(Collected data entries)
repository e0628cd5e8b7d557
pub mod config;
pub mod handlers;
pub mod router;
pub mod state;

pub use config::{Environment, Settings};
pub use router::create_router;
pub use state::AppState;
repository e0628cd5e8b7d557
pub mod application;
pub mod domain;
pub mod infrastructure;
pub mod presentation;
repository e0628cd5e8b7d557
mod environment;
mod settings;

pub use environment::{ENVIRONMENT_VAR, Environment};
pub use settings::{
    CorsSettings, DEFAULT_ALLOWED_ORIGINS, DEFAULT_LLM_MODEL, LlmSettings, LoggingSettings,
    ServerSettings, Settings, TranscriptionSettings,
};
use std::sync::LazyLock;

use crate::domain::{PitchAnalysisRequest, ScoreDimension};

/// Version tag of the coach instruction template.
pub const PROMPT_VERSION: &str = "coach-system-v1";

const SYSTEM_TEMPLATE: &str = include_str!("prompts/coach_system_v1.txt");
const SCORE_FIELDS_PLACEHOLDER: &str = "{score_fields}";

const TASK_HEADER: &str =
    "Analyze this pitch and provide comprehensive feedback following the exact structure required.";
const CLOSING_INSTRUCTION: &str = "Provide your analysis in the exact JSON format specified.";

static SYSTEM_PROMPT: LazyLock<String> = LazyLock::new(|| {
    SYSTEM_TEMPLATE.replace(SCORE_FIELDS_PLACEHOLDER, &render_score_fields())
});

/// The fixed coach instruction, rendered once per process.
pub fn system_prompt() -> &'static str {
    &SYSTEM_PROMPT
}

fn render_score_fields() -> String {
    ScoreDimension::ALL
        .iter()
        .map(|dimension| {
            format!(
                r#"    "{}": {{"value": 0-10, "reason": "{}"}}"#,
                dimension.key(),
                dimension.reason_hint()
            )
        })
        .collect::<Vec<_>>()
        .join(",\n")
}

/// Renders the per-request instruction. Output is a pure function of the
/// request.
pub fn build_user_prompt(request: &PitchAnalysisRequest) -> String {
    let mut lines: Vec<String> = vec![
        TASK_HEADER.to_string(),
        String::new(),
        "PITCH TRANSCRIPT:".to_string(),
        request.pitch_transcript().as_str().to_string(),
        String::new(),
    ];

    if let Some(context) = request.context() {
        lines.push("CONTEXT:".to_string());
        lines.extend(
            context
                .present_fields()
                .map(|(field, value)| format!("- {}: {}", field.label(), value)),
        );
        lines.push(String::new());
    }

    if let Some(session) = request.session_info() {
        lines.push("SESSION INFO:".to_string());
        if let Some(attempt) = session.practice_attempt {
            lines.push(format!("- Practice Attempt: {}", attempt));
        }
        if session.wants_deploy_suggestions {
            lines.push("- Wants Deploy Suggestions: true".to_string());
        }
        lines.push(String::new());
    }

    lines.push(CLOSING_INSTRUCTION.to_string());
    lines.join("\n")
}
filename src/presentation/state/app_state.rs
use std::sync::Arc;

use crate::application::ports::{LlmClient, TranscriptionEngine};
use crate::application::services::{CoachingService, TranscriptionService};

pub struct AppState<L, E>
where
    L: LlmClient,
    E: TranscriptionEngine + ?Sized,
{
    pub coaching_service: Arc<CoachingService<L>>,
    pub transcription_service: Arc<TranscriptionService<E>>,
}

impl<L, E> Clone for AppState<L, E>
where
    L: LlmClient,
    E: TranscriptionEngine + ?Sized,
{
    fn clone(&self) -> Self {
        Self {
            coaching_service: Arc::clone(&self.coaching_service),
            transcription_service: Arc::clone(&self.transcription_service),
        }
    }
}
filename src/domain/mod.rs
mod context;
mod domain_error;
mod pitch_analysis;
mod score;
mod session_info;
mod transcription;

pub use context::{Context, ContextField};
pub use domain_error::DomainError;
pub use pitch_analysis::{PitchAnalysisRequest, PitchAnalysisResponse, PitchTranscript};
pub use score::{MAX_SCORE, MIN_SCORE, Score, ScoreDimension, Scores};
pub use session_info::{PracticeAttempt, SessionInfo};
pub use transcription::{
    AudioUpload, DEFAULT_LANGUAGE_CODE, DEFAULT_MODEL_ID, MAX_UPLOAD_BYTES, TranscriptionOptions,
    TranscriptionResponse,
};
use std::fmt;

use serde::{Deserialize, Deserializer, Serialize};

use super::DomainError;

#[derive(Debug, Clone, Copy, PartialEq, Eq, PartialOrd, Ord, Serialize, Deserialize)]
#[serde(try_from = "i64", into = "u32")]
pub struct PracticeAttempt(u32);

impl PracticeAttempt {
    pub const FIRST: PracticeAttempt = PracticeAttempt(1);

    pub fn new(attempt: i64) -> Result<Self, DomainError> {
        u32::try_from(attempt)
            .ok()
            .filter(|a| *a >= 1)
            .map(Self)
            .ok_or(DomainError::InvalidPracticeAttempt(attempt))
    }

    pub fn get(&self) -> u32 {
        self.0
    }
}

impl Default for PracticeAttempt {
    fn default() -> Self {
        Self::FIRST
    }
}

impl TryFrom<i64> for PracticeAttempt {
    type Error = DomainError;

    fn try_from(value: i64) -> Result<Self, Self::Error> {
        Self::new(value)
    }
}

impl From<PracticeAttempt> for u32 {
    fn from(attempt: PracticeAttempt) -> Self {
        attempt.0
    }
}

impl fmt::Display for PracticeAttempt {
    fn fmt(&self, f: &mut fmt::Formatter<'_>) -> fmt::Result {
        write!(f, "{}", self.0)
    }
}

#[derive(Debug, Clone, PartialEq, Eq, Serialize, Deserialize)]
pub struct SessionInfo {
    /// `None` only when the client explicitly sends `null`.
    #[serde(default = "first_attempt")]
    pub practice_attempt: Option<PracticeAttempt>,
    #[serde(default, deserialize_with = "null_as_false")]
    pub wants_deploy_suggestions: bool,
}

impl Default for SessionInfo {
    fn default() -> Self {
        Self {
            practice_attempt: first_attempt(),
            wants_deploy_suggestions: false,
        }
    }
}

fn first_attempt() -> Option<PracticeAttempt> {
    Some(PracticeAttempt::FIRST)
}

fn null_as_false<'de, D>(deserializer: D) -> Result<bool, D::Error>
where
    D: Deserializer<'de>,
{
    Ok(Option::<bool>::deserialize(deserializer)?.unwrap_or(false))
}
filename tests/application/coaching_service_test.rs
use std::sync::Arc;

use speakwise::application::services::{
    CoachingError, CoachingService, MappingError, build_user_prompt, system_prompt,
};
use speakwise::domain::{Context, PitchAnalysisRequest, PitchTranscript};

use crate::helpers::{MockLlmClient, full_completion_json};

fn investor_request() -> PitchAnalysisRequest {
    PitchAnalysisRequest::new(
        PitchTranscript::new("Hi, we built an app.").unwrap(),
        Some(Context {
            audience: Some("investors".to_string()),
            ..Context::default()
        }),
        None,
    )
}

#[tokio::test]
async fn given_request_when_analyzing_then_sends_system_and_rendered_user_prompt() {
    let llm_client = Arc::new(MockLlmClient::returning(full_completion_json(false)));
    let service = CoachingService::new(Arc::clone(&llm_client));
    let request = investor_request();

    let response = service.analyze(&request).await.unwrap();

    assert_eq!(response.scores.clarity.value(), 7);
    let prompts = llm_client.prompts.lock().unwrap();
    assert_eq!(prompts.len(), 1);
    assert_eq!(prompts[0].0, system_prompt());
    assert_eq!(prompts[0].1, build_user_prompt(&request));
}

#[tokio::test]
async fn given_provider_error_when_analyzing_then_propagates_completion_error() {
    let service = CoachingService::new(Arc::new(MockLlmClient::failing("timeout")));

    let result = service.analyze(&investor_request()).await;

    let error = result.unwrap_err();
    assert!(matches!(error, CoachingError::Completion(_)));
    assert!(error.to_string().contains("timeout"));
}

#[tokio::test]
async fn given_malformed_completion_when_analyzing_then_propagates_mapping_error() {
    let service = CoachingService::new(Arc::new(MockLlmClient::returning("{\"quick_summary\"")));

    let result = service.analyze(&investor_request()).await;

    assert!(matches!(
        result,
        Err(CoachingError::Mapping(MappingError::MalformedJson(_)))
    ));
}
use std::sync::Arc;

use crate::application::ports::{LlmClient, LlmClientError};
use crate::domain::{PitchAnalysisRequest, PitchAnalysisResponse};
use crate::infrastructure::observability::log_preview;

use super::prompt_builder::{build_user_prompt, system_prompt};
use super::response_mapper::{MappingError, map_completion};

pub struct CoachingService<L>
where
    L: LlmClient,
{
    llm_client: Arc<L>,
}

impl<L> CoachingService<L>
where
    L: LlmClient,
{
    pub fn new(llm_client: Arc<L>) -> Self {
        Self { llm_client }
    }

    pub async fn analyze(
        &self,
        request: &PitchAnalysisRequest,
    ) -> Result<PitchAnalysisResponse, CoachingError> {
        let user_prompt = build_user_prompt(request);

        tracing::debug!(
            transcript = %log_preview(request.pitch_transcript().as_str()),
            has_context = request.context().is_some(),
            wants_deploy_suggestions = request.wants_deploy_suggestions(),
            "Requesting pitch analysis"
        );

        let completion = self
            .llm_client
            .complete(system_prompt(), &user_prompt)
            .await?;

        tracing::debug!(chars = completion.len(), "Completion received");

        Ok(map_completion(&completion, request)?)
    }
}

#[derive(Debug, thiserror::Error)]
pub enum CoachingError {
    #[error("completion: {0}")]
    Completion(#[from] LlmClientError),
    #[error("response: {0}")]
    Mapping(#[from] MappingError),
}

*EXERCISE:* Write out exactly the lines above between the line with "let mut lines: Vec<String>" and the line with "if let Some(context)", inclusive, and nothing beyond them.

*TASK SOLUTION:*
    let mut lines: Vec<String> = vec![
        TASK_HEADER.to_string(),
        String::new(),
        "PITCH TRANSCRIPT:".to_string(),
        request.pitch_transcript().as_str().to_string(),
        String::new(),
    ];

    if let Some(context) = request.context() {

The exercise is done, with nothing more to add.